Exercise details: Within the records below, find each line with the word "PathBuf" and copy it out.

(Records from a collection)
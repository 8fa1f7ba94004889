//! Conversation stores.
//!
//! `JsonDirStore` reads a directory of `*.json` chat logs, each an array of
//! `{role, content, timestamp}` objects. The file stem is the conversation id.

use std::path::{Path, PathBuf};

use async_trait::async_trait;
use contextor_core::error::IndexError;
use contextor_core::{Conversation, ConversationStore, Message};
use tracing::{debug, info, warn};

pub struct JsonDirStore {
    dir: PathBuf,
}

impl JsonDirStore {
    pub fn new(dir: impl Into<PathBuf>) -> Self {
        Self { dir: dir.into() }
    }

    pub fn dir(&self) -> &Path {
        &self.dir
    }

    fn read_conversation(path: &Path) -> Result<Conversation, String> {
        let content = std::fs::read_to_string(path).map_err(|e| e.to_string())?;
        let messages: Vec<Message> = serde_json::from_str(&content).map_err(|e| e.to_string())?;

        let file_name = path
            .file_name()
            .map(|n| n.to_string_lossy().into_owned())
            .unwrap_or_default();
        let id = path
            .file_stem()
            .map(|s| s.to_string_lossy().into_owned())
            .unwrap_or_else(|| file_name.clone());

        Ok(Conversation {
            id,
            source_file: file_name,
            messages,
        })
    }
}

#[async_trait]
impl ConversationStore for JsonDirStore {
    fn name(&self) -> &str {
        "json_dir"
    }

    async fn conversations(&self) -> Result<Vec<Conversation>, IndexError> {
        let entries = match std::fs::read_dir(&self.dir) {
            Ok(entries) => entries,
            Err(e) if e.kind() == std::io::ErrorKind::NotFound => {
                info!(dir = %self.dir.display(), "Chat directory does not exist yet");
                return Ok(Vec::new());
            }
            Err(e) => {
                return Err(IndexError::StoreUnavailable(format!(
                    "{}: {e}",
                    self.dir.display()
                )));
            }
        };

        let mut paths: Vec<PathBuf> = entries
            .filter_map(|entry| entry.ok().map(|e| e.path()))
            .filter(|p| p.is_file() && p.extension().is_some_and(|ext| ext == "json"))
            .collect();
        paths.sort();

        let mut conversations = Vec::with_capacity(paths.len());
        for path in paths {
            match Self::read_conversation(&path) {
                Ok(conversation) => conversations.push(conversation),
                Err(reason) => {
                    warn!(file = %path.display(), error = %reason, "Skipping unreadable chat log");
                }
            }
        }

        debug!(dir = %self.dir.display(), count = conversations.len(), "Loaded conversations");
        Ok(conversations)
    }
}

/// A fixed set of conversations held in memory.
#[derive(Debug, Default, Clone)]
pub struct MemoryStore {
    conversations: Vec<Conversation>,
}

impl MemoryStore {
    pub fn new(conversations: Vec<Conversation>) -> Self {
        Self { conversations }
    }
}

#[async_trait]
impl ConversationStore for MemoryStore {
    fn name(&self) -> &str {
        "memory"
    }

    async fn conversations(&self) -> Result<Vec<Conversation>, IndexError> {
        Ok(self.conversations.clone())
    }
}
//! In-memory vector index with optional JSON persistence.
//!
//! Documents live in a `Vec` and every query is a linear scan, which stays
//! fast for a personal chat archive. When a path is configured the index is
//! loaded from it at construction and written back on [`VectorIndex::persist`].

use std::path::{Path, PathBuf};

use async_trait::async_trait;
use contextor_core::error::IndexError;
use contextor_core::{IndexedDocument, VectorIndex};
use serde::{Deserialize, Serialize};
use tracing::{debug, warn};

use crate::vector::top_k;

const SNAPSHOT_VERSION: u32 = 1;

#[derive(Serialize, Deserialize)]
struct Snapshot {
    version: u32,
    documents: Vec<IndexedDocument>,
}

#[derive(Debug, Default)]
pub struct InMemoryVectorIndex {
    documents: Vec<IndexedDocument>,
    path: Option<PathBuf>,
    restored: bool,
}

impl InMemoryVectorIndex {
    /// A volatile index.
    pub fn new() -> Self {
        Self::default()
    }

    /// An index backed by `path`. An existing snapshot is loaded; a missing
    /// or unreadable one starts empty.
    pub fn persistent(path: PathBuf) -> Self {
        let documents = Self::load_from_disk(&path);
        let restored = documents.is_some();
        let documents = documents.unwrap_or_default();
        debug!(path = %path.display(), count = documents.len(), restored, "Vector index loaded");
        Self {
            documents,
            path: Some(path),
            restored,
        }
    }

    fn load_from_disk(path: &Path) -> Option<Vec<IndexedDocument>> {
        let content = std::fs::read_to_string(path).ok()?;
        match serde_json::from_str::<Snapshot>(&content) {
            Ok(snapshot) if snapshot.version == SNAPSHOT_VERSION => Some(snapshot.documents),
            Ok(snapshot) => {
                warn!(version = snapshot.version, "Ignoring index snapshot with unknown version");
                None
            }
            Err(e) => {
                warn!(path = %path.display(), error = %e, "Ignoring corrupted index snapshot");
                None
            }
        }
    }

    fn dimension(&self) -> Option<usize> {
        self.documents.first().map(|d| d.embedding.len())
    }
}

#[async_trait]
impl VectorIndex for InMemoryVectorIndex {
    fn name(&self) -> &str {
        "in_memory"
    }

    async fn add(&mut self, documents: Vec<IndexedDocument>) -> Result<(), IndexError> {
        let expected = self
            .dimension()
            .or_else(|| documents.first().map(|d| d.embedding.len()));
        if let Some(expected) = expected {
            if let Some(bad) = documents.iter().find(|d| d.embedding.len() != expected) {
                return Err(IndexError::DimensionMismatch {
                    expected,
                    actual: bad.embedding.len(),
                });
            }
        }
        self.documents.extend(documents);
        Ok(())
    }

    async fn nearest_neighbors(
        &self,
        query: &[f32],
        k: usize,
    ) -> Result<Vec<IndexedDocument>, IndexError> {
        if let Some(expected) = self.dimension() {
            if expected != query.len() {
                return Err(IndexError::DimensionMismatch {
                    expected,
                    actual: query.len(),
                });
            }
        }
        Ok(top_k(&self.documents, query, k)
            .into_iter()
            .map(|(_, doc)| doc.clone())
            .collect())
    }

    async fn count(&self) -> Result<usize, IndexError> {
        Ok(self.documents.len())
    }

    async fn clear(&mut self) -> Result<(), IndexError> {
        self.documents.clear();
        Ok(())
    }

    async fn persist(&self) -> Result<(), IndexError> {
        let Some(path) = &self.path else {
            return Ok(());
        };

        if let Some(parent) = path.parent() {
            std::fs::create_dir_all(parent).map_err(|e| {
                IndexError::Storage(format!("Failed to create index directory: {e}"))
            })?;
        }

        let snapshot = Snapshot {
            version: SNAPSHOT_VERSION,
            documents: self.documents.clone(),
        };
        let content = serde_json::to_string(&snapshot)
            .map_err(|e| IndexError::Storage(format!("Failed to serialize index: {e}")))?;
        std::fs::write(path, content)
            .map_err(|e| IndexError::Storage(format!("Failed to write index file: {e}")))?;

        debug!(path = %path.display(), count = self.documents.len(), "Vector index persisted");
        Ok(())
    }

    fn restored(&self) -> bool {
        self.restored
    }
}

#[cfg(test)]
mod tests {
    use super::*;
    use contextor_core::DocumentMetadata;

    fn doc(content: &str, embedding: Vec<f32>) -> IndexedDocument {
        IndexedDocument {
            content: content.into(),
            embedding,
            metadata: DocumentMetadata {
                conversation_id: "chat".into(),
                message_count: 2,
                last_updated: None,
                source_file: "chat.json".into(),
                chunk_kind: None,
            },
        }
    }

    #[tokio::test]
    async fn add_and_query() {
        let mut index = InMemoryVectorIndex::new();
        index
            .add(vec![doc("x", vec![1.0, 0.0]), doc("y", vec![0.0, 1.0])])
            .await
            .unwrap();
        assert_eq!(index.count().await.unwrap(), 2);

        let hits = index.nearest_neighbors(&[0.1, 1.0], 1).await.unwrap();
        assert_eq!(hits.len(), 1);
        assert_eq!(hits[0].content, "y");
    }

    #[tokio::test]
    async fn mismatched_dimensions_are_rejected() {
        let mut index = InMemoryVectorIndex::new();
        index.add(vec![doc("x", vec![1.0, 0.0])]).await.unwrap();

        let err = index.add(vec![doc("z", vec![1.0])]).await.unwrap_err();
        assert!(matches!(
            err,
            IndexError::DimensionMismatch {
                expected: 2,
                actual: 1
            }
        ));

        let err = index.nearest_neighbors(&[1.0, 0.0, 0.0], 1).await.unwrap_err();
        assert!(matches!(err, IndexError::DimensionMismatch { .. }));
    }

    #[tokio::test]
    async fn clear_empties_index() {
        let mut index = InMemoryVectorIndex::new();
        index.add(vec![doc("x", vec![1.0])]).await.unwrap();
        index.clear().await.unwrap();
        assert_eq!(index.count().await.unwrap(), 0);
        assert!(index.nearest_neighbors(&[1.0], 3).await.unwrap().is_empty());
    }

    #[tokio::test]
    async fn persistence_roundtrip() {
        let dir = tempfile::tempdir().unwrap();
        let path = dir.path().join("nested").join("index.json");

        let mut index = InMemoryVectorIndex::persistent(path.clone());
        assert!(!index.restored());
        index.add(vec![doc("kept", vec![0.5, 0.5])]).await.unwrap();
        index.persist().await.unwrap();

        let reloaded = InMemoryVectorIndex::persistent(path);
        assert!(reloaded.restored());
        assert_eq!(reloaded.count().await.unwrap(), 1);
        let hits = reloaded.nearest_neighbors(&[1.0, 1.0], 5).await.unwrap();
        assert_eq!(hits[0].content, "kept");
    }

    #[tokio::test]
    async fn corrupted_snapshot_starts_empty() {
        let dir = tempfile::tempdir().unwrap();
        let path = dir.path().join("index.json");
        std::fs::write(&path, "{not json").unwrap();

        let index = InMemoryVectorIndex::persistent(path);
        assert!(!index.restored());
        assert_eq!(index.count().await.unwrap(), 0);
    }
}
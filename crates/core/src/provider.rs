//! Provider traits: the abstraction over language-model and embedding
//! backends.
//!
//! The classifier only needs `generate(prompt) -> text`; the history index
//! only needs text → vector. Implementations: OpenAI-compatible endpoints,
//! a plain `/generate` endpoint, and a deterministic hashing embedder.

use async_trait::async_trait;
use serde::{Deserialize, Serialize};

use crate::error::ProviderError;

/// Sampling parameters for a generation request.
#[derive(Debug, Clone, Serialize, Deserialize)]
pub struct SamplingParams {
    /// Temperature (0.0 = deterministic, 1.0 = creative)
    #[serde(default = "default_temperature")]
    pub temperature: f32,

    /// Maximum tokens to generate
    #[serde(default = "default_max_new_tokens")]
    pub max_new_tokens: u32,

    /// Total length cap (prompt + generation) for endpoints that take one
    #[serde(default, skip_serializing_if = "Option::is_none")]
    pub max_length: Option<u32>,

    /// Beam count for endpoints that support beam search
    #[serde(default, skip_serializing_if = "Option::is_none")]
    pub num_beams: Option<u32>,
}

fn default_temperature() -> f32 {
    0.7
}

fn default_max_new_tokens() -> u32 {
    256
}

impl Default for SamplingParams {
    fn default() -> Self {
        Self {
            temperature: default_temperature(),
            max_new_tokens: default_max_new_tokens(),
            max_length: None,
            num_beams: None,
        }
    }
}

/// A text-in, text-out language model reachable over the network.
#[async_trait]
pub trait LanguageModel: Send + Sync {
    /// A human-readable name (e.g., "openai", "generate").
    fn name(&self) -> &str;

    /// Generate a completion for `prompt`.
    async fn generate(
        &self,
        prompt: &str,
        params: &SamplingParams,
    ) -> std::result::Result<String, ProviderError>;
}

/// Turns text into vectors. Must be stable: the same text always yields
/// the same vector.
#[async_trait]
pub trait Embedder: Send + Sync {
    fn name(&self) -> &str;

    /// Embed a single query text.
    async fn embed(&self, text: &str) -> std::result::Result<Vec<f32>, ProviderError>;

    /// Embed a batch of documents. Default implementation embeds one by one.
    async fn embed_documents(
        &self,
        texts: &[String],
    ) -> std::result::Result<Vec<Vec<f32>>, ProviderError> {
        let mut out = Vec::with_capacity(texts.len());
        for text in texts {
            out.push(self.embed(text).await?);
        }
        Ok(out)
    }
}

Answer box:
use std::path::{Path, PathBuf};
    dir: PathBuf,
    pub fn new(dir: impl Into<PathBuf>) -> Self {
        let mut paths: Vec<PathBuf> = entries
use std::path::{Path, PathBuf};
    path: Option<PathBuf>,
    pub fn persistent(path: PathBuf) -> Self {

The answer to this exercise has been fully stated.